Instead of manually combing through hundreds of listings myself, I describe exactly what I’m looking for and let the model surface only the businesses worth my time.
Here it is below (feel free to use this for yourself!):
“You are a business acquisition specialist helping me find small businesses to acquire. My criteria:
1. Revenue between $500,000 and $5 million.
2. Cash flow margin between 15% and 35%. This is my golden ratio. Cash flow divided by revenue should fall in this range because it indicates proper management structure.
3. Recession resistant industries like HVAC, plumbing, accounting, waste management, or essential services.
4. Recurring revenue model where customers use the service multiple times per year.
5. Existing management team or general manager already in place. So I'm not buying a job.
Analyze businesses for sale and identify the top opportunities that meet these criteria. For each business: calculate the golden ratio, identify potential red flags like declining cash flow or heavy owner involvement, and rate the acquisition attractiveness on a scale of 1 to 10 with reasoning.”
What makes this useful is that it removes a huge amount of manual filtering.
It calculates the ratios I actually care about, flags red flags consistently, and doesn’t get tired or excited about a deal the way a person evaluating dozens of listings eventually does.
(In Acquisition Ace, members learn how to combine tools like this with the human judgment and relationship-building that actually closes deals. If that sounds like something you’d like help with, book a call with our team here.)

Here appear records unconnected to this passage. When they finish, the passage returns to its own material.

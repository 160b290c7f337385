//! Seed-URL Crawler (C9, §4.9).
//!
//! Fetches one seed page, extracts detail URLs, and drives pagination
//! (when configured) until a stop condition fires. Grounded on
//! `original_source/crawler/services/seed_crawler.py`
//! (`crawl`, `generate_with_stop_detection`, `_determine_pagination_strategy`)
//! and the teacher's `scrapers/` extraction pipeline for the
//! fetch-then-extract shape, narrowed here to the `HttpFetcher`/
//! `HtmlExtractor` trait boundary so this module never touches `reqwest`
//! or `scraper` directly.

use std::collections::{HashMap, HashSet};
use std::time::Duration;

use serde::Deserialize;
use url::Url;
use uuid::Uuid;

use crate::cancellation::CancellationSignal;
use crate::canonical::{self, CanonicalizeOptions};
use crate::dedup_cache::DedupCache;
use crate::html_extractor::HtmlExtractor;
use crate::http_fetcher::HttpFetcher;
use crate::models::CrawlOutcome;

/// Required selector key (§4.9 step 1): the set of URLs to a detail page.
pub const DETAIL_URLS_KEY: &str = "detail_urls";
/// Conventional container-selector key (§4.9 step 1).
pub const CONTAINER_KEY: &str = "container";

/// How to advance from one page to the next.
#[derive(Debug, Clone, Copy, PartialEq, Eq, Deserialize)]
#[serde(rename_all = "snake_case")]
pub enum PaginationType {
    PageBased,
    Offset,
    Cursor,
    Disabled,
}

/// Pagination knobs (§4.9 steps 4 and 6).
#[derive(Debug, Clone, Deserialize)]
#[serde(default)]
pub struct PaginationConfig {
    pub pagination_type: PaginationType,
    /// Query parameter carrying the page number (`page_based`).
    pub page_param: String,
    /// Query parameter carrying the offset (`offset`).
    pub offset_param: String,
    pub page_size: u32,
    /// Page number the seed URL itself represents; the generator starts
    /// one page past this.
    pub start_page: u32,
    pub max_pages: u32,
    /// Pages with less content than this count toward the empty-page run.
    pub min_content_length: usize,
    pub consecutive_empty_limit: u32,
    /// CSS selector for a "next page" link, used by `cursor`-style
    /// (selector-based) pagination.
    pub next_page_selector: Option<String>,
}
//! URL Canonicalizer (C1, §4.1).
//!
//! Normalizes a URL to a canonical form and derives a stable SHA-256 digest
//! of that form, so two differently-decorated URLs that point at the same
//! resource compare equal. Tracking-parameter stripping is grounded
//! verbatim on `original_source/crawler/utils/url.py`.

use std::collections::BTreeMap;

use sha2::{Digest, Sha256};
use url::Url;

use crate::error::{Error, Result};

/// Query parameters stripped unless explicitly preserved, ported verbatim
/// from the Python original's `TRACKING_PARAMETERS`.
pub const TRACKING_PARAMETERS: &[&str] = &[
    "utm_source",
    "utm_medium",
    "utm_campaign",
    "utm_term",
    "utm_content",
    "utm_id",
    "utm_source_platform",
    "fbclid",
    "gclid",
    "gclsrc",
    "dclid",
    "msclkid",
    "mc_cid",
    "mc_eid",
    "_hsenc",
    "_hsmi",
    "hsCtaTracking",
    "igshid",
    "ref",
    "ref_src",
    "ref_url",
    "source",
    "spm",
    "yclid",
];

/// Query parameters kept even though the key otherwise looks like a
/// tracking parameter, ported verbatim from `SEMANTIC_PARAMETERS`.
pub const SEMANTIC_PARAMETERS: &[&str] = &[
    "page", "p", "category", "id", "q", "sort", "order", "filter", "limit", "offset", "lang",
    "locale", "tab", "section",
];

/// Options controlling canonicalization (§4.1 steps 2, 3, 6).
#[derive(Debug, Clone)]
pub struct CanonicalizeOptions {
    /// Additional keys to preserve beyond [`SEMANTIC_PARAMETERS`].
    pub preserved_params: Vec<String>,
    /// Lowercase the host. Default `true`.
    pub lowercase_host: bool,
    /// Retain the URL fragment instead of dropping it. Default `false`.
    pub keep_fragment: bool,
}

impl Default for CanonicalizeOptions {
    fn default() -> Self {
        Self {
            preserved_params: Vec::new(),
            lowercase_host: true,
            keep_fragment: false,
        }
    }
}

/// Result of canonicalizing a URL: the canonical string plus its digest.
#[derive(Debug, Clone, PartialEq, Eq)]
pub struct Canonical {
    pub url: String,
    pub digest: String,
}

/// Normalize `raw` per §4.1 and return the canonical form and its digest.
pub fn canonicalize(raw: &str, options: &CanonicalizeOptions) -> Result<Canonical> {
    let trimmed = raw.trim_matches(|c: char| c.is_ascii_whitespace());
    if trimmed.is_empty() {
        return Err(Error::Validation("url is empty".into()));
    }

    let mut url = Url::parse(trimmed)
        .map_err(|e| Error::Validation(format!("invalid url '{trimmed}': {e}")))?;

    if url.host_str().is_none() {
        return Err(Error::Validation(format!("url '{trimmed}' has no host")));
    }

    let scheme = url.scheme().to_ascii_lowercase();
    if !matches!(scheme.as_str(), "http" | "https" | "ftp" | "ftps") {
        return Err(Error::Validation(format!(
            "unsupported/opaque scheme '{scheme}'"
        )));
    }
    url.set_scheme(&scheme)
        .map_err(|_| Error::Validation("failed to normalize scheme".into()))?;

    if options.lowercase_host {
        if let Some(host) = url.host_str() {
            let lower = host.to_ascii_lowercase();
            url.set_host(Some(&lower))
                .map_err(|e| Error::Validation(format!("failed to lowercase host: {e}")))?;
        }
    }

    let preserved: std::collections::HashSet<&str> = SEMANTIC_PARAMETERS
        .iter()
        .copied()
        .chain(options.preserved_params.iter().map(String::as_str))
        .collect();
    let tracking: std::collections::HashSet<&str> = TRACKING_PARAMETERS.iter().copied().collect();

    let mut kept: BTreeMap<String, String> = BTreeMap::new();
    for (key, value) in url.query_pairs() {
        if tracking.contains(key.as_ref()) && !preserved.contains(key.as_ref()) {
            continue;
        }
        kept.entry(key.into_owned()).or_insert_with(|| value.into_owned());
    }

    if kept.is_empty() {
        url.set_query(None);
    } else {
        let query = kept
            .iter()
            .map(|(k, v)| format!("{}={}", encode(k), encode(v)))
            .collect::<Vec<_>>()
            .join("&");
        url.set_query(Some(&query));
    }

    if !options.keep_fragment {
        url.set_fragment(None);
    }

    let canonical = url.to_string();
    let digest = sha256_hex(&canonical);

    Ok(Canonical {
        url: canonical,
        digest,
    })
}

/// Convenience: two URLs are equivalent iff their canonical forms match.
pub fn are_equivalent(a: &str, b: &str, options: &CanonicalizeOptions) -> bool {
    match (canonicalize(a, options), canonicalize(b, options)) {
        (Ok(ca), Ok(cb)) => ca.url == cb.url,
        _ => false,
    }
}

fn encode(s: &str) -> String {
    url::form_urlencoded::byte_serialize(s.as_bytes()).collect()
}

fn sha256_hex(s: &str) -> String {
    let mut hasher = Sha256::new();
    hasher.update(s.as_bytes());
    hex::encode(hasher.finalize())
}

#[cfg(test)]
mod tests {
    use super::*;

    fn opts() -> CanonicalizeOptions {
        CanonicalizeOptions::default()
    }

    #[test]
    fn strips_tracking_params_but_keeps_semantic_ones() {
        let c = canonicalize(
            "https://Example.com/path?utm_source=x&page=2&fbclid=abc",
            &opts(),
        )
        .unwrap();
        assert_eq!(c.url, "https://example.com/path?page=2");
    }

    #[test]
    fn sorts_params_and_keeps_first_value_on_repeat_keys() {
        let c = canonicalize("https://example.com/p?b=2&a=1&a=999", &opts()).unwrap();
        assert_eq!(c.url, "https://example.com/p?a=1&b=2");
    }

    #[test]
    fn drops_fragment_by_default() {
        let c = canonicalize("https://example.com/p#section", &opts()).unwrap();
        assert_eq!(c.url, "https://example.com/p");
    }

    #[test]
    fn keeps_fragment_when_requested() {
        let mut o = opts();
        o.keep_fragment = true;
        let c = canonicalize("https://example.com/p#section", &o).unwrap();
        assert_eq!(c.url, "https://example.com/p#section");
    }

    #[test]
    fn rejects_missing_host() {
        assert!(canonicalize("file:///etc/passwd", &opts()).is_err());
    }

    #[test]
    fn rejects_opaque_scheme() {
        assert!(canonicalize("javascript:alert(1)", &opts()).is_err());
    }

    #[test]
    fn canonicalize_is_idempotent() {
        let first = canonicalize("https://Example.com/a?utm_source=x&b=1&a=2", &opts()).unwrap();
        let second = canonicalize(&first.url, &opts()).unwrap();
        assert_eq!(first.url, second.url);
        assert_eq!(first.digest, second.digest);
    }

    #[test]
    fn equal_canonical_forms_imply_equal_digests() {
        let a = canonicalize("https://example.com/p?a=1&b=2", &opts()).unwrap();
        let b = canonicalize("https://EXAMPLE.com/p?b=2&a=1&utm_source=x", &opts()).unwrap();
        assert_eq!(a.url, b.url);
        assert_eq!(a.digest, b.digest);
    }

    #[test]
    fn custom_preserved_param_is_kept() {
        let mut o = opts();
        o.preserved_params.push("ref".to_string());
        let c = canonicalize("https://example.com/p?ref=partner-x", &o).unwrap();
        assert_eq!(c.url, "https://example.com/p?ref=partner-x");
    }
}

Going deeper on a specific opportunity
Once something looks promising, I follow up with a more detailed request, like asking the model to build out a full acquisition memo on the top-rated opportunity, including:
Industry context
Competitive landscape
Growth potential
Risk factors
And a preliminary valuation using a standard 2-4x cash flow multiple (2x for owner-dependent businesses, 4x for those with strong existing management)
I’ll also ask it to generate a few specific questions worth asking the broker on a first call.

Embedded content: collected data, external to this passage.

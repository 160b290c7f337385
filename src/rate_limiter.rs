//! Fixed-window rate limiter (ambient, §9 Open Question (d)).
//!
//! An `INCR`+`EXPIRE` counter over [`crate::kv::KvStore`], narrowed from the
//! teacher's adaptive per-domain limiter (`scrapers/rate_limiter/`) to the
//! fixed-window contract the design explicitly calls for: this is not a
//! sliding window, and callers depending on strict sliding-window semantics
//! will observe allowed bursts at window boundaries.

use std::time::Duration;

use crate::kv::KvStore;

const NAMESPACE: &str = "ratelimit:";

/// Fixed-window rate limiter keyed by an arbitrary caller-chosen bucket
/// (typically a domain).
pub struct RateLimiter<'a> {
    store: &'a dyn KvStore,
    max_requests: u32,
    period: Duration,
}

impl<'a> RateLimiter<'a> {
    pub fn new(store: &'a dyn KvStore, max_requests: u32, period: Duration) -> Self {
        Self {
            store,
            max_requests,
            period,
        }
    }

    fn key(bucket: &str) -> String {
        format!("{NAMESPACE}{bucket}")
    }

    /// Increment the counter for `bucket` and report whether the request
    /// is within the configured window limit.
    pub async fn check(&self, bucket: &str) -> bool {
        match self.store.incr(&Self::key(bucket), self.period).await {
            Ok(count) => count <= self.max_requests as i64,
            Err(_) => true,
        }
    }
}

#[cfg(test)]
mod tests {
    use super::*;
    use crate::kv::fake::FakeKvStore;

    #[tokio::test]
    async fn allows_up_to_the_configured_limit() {
        let kv = FakeKvStore::new();
        let limiter = RateLimiter::new(&kv, 3, Duration::from_secs(60));
        assert!(limiter.check("example.com").await);
        assert!(limiter.check("example.com").await);
        assert!(limiter.check("example.com").await);
        assert!(!limiter.check("example.com").await);
    }

    #[tokio::test]
    async fn buckets_are_independent() {
        let kv = FakeKvStore::new();
        let limiter = RateLimiter::new(&kv, 1, Duration::from_secs(60));
        assert!(limiter.check("a.com").await);
        assert!(limiter.check("b.com").await);
    }
}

What this actually changes
A few years ago, doing this level of analysis required either a finance background or months of self-taught practice.
Now, someone working a demanding full-time job can run meaningful deal analysis in their spare time, in a fraction of the time it used to take.
I’m seeing people move from first search to a submitted offer in months instead of half a year, largely because the analysis bottleneck has shrunk dramatically.

One important caveat
AI is a research accelerant, not a replacement for your judgment.
It can speed up analysis and help you avoid overlooking something obvious, but you still need to understand what actually makes a business worth buying.
You still have to make the calls, build the seller relationship, negotiate the deal, and run the business after you close.
What it does eliminate is the excuse that you simply don’t have time to look seriously at deals.
If you’d like help putting structured tools like this to work alongside real acquisition strategy, that’s exactly what the Acquisition Ace community is built to help with.
👉 Book a call with my team here to see if it’s a good fit for you.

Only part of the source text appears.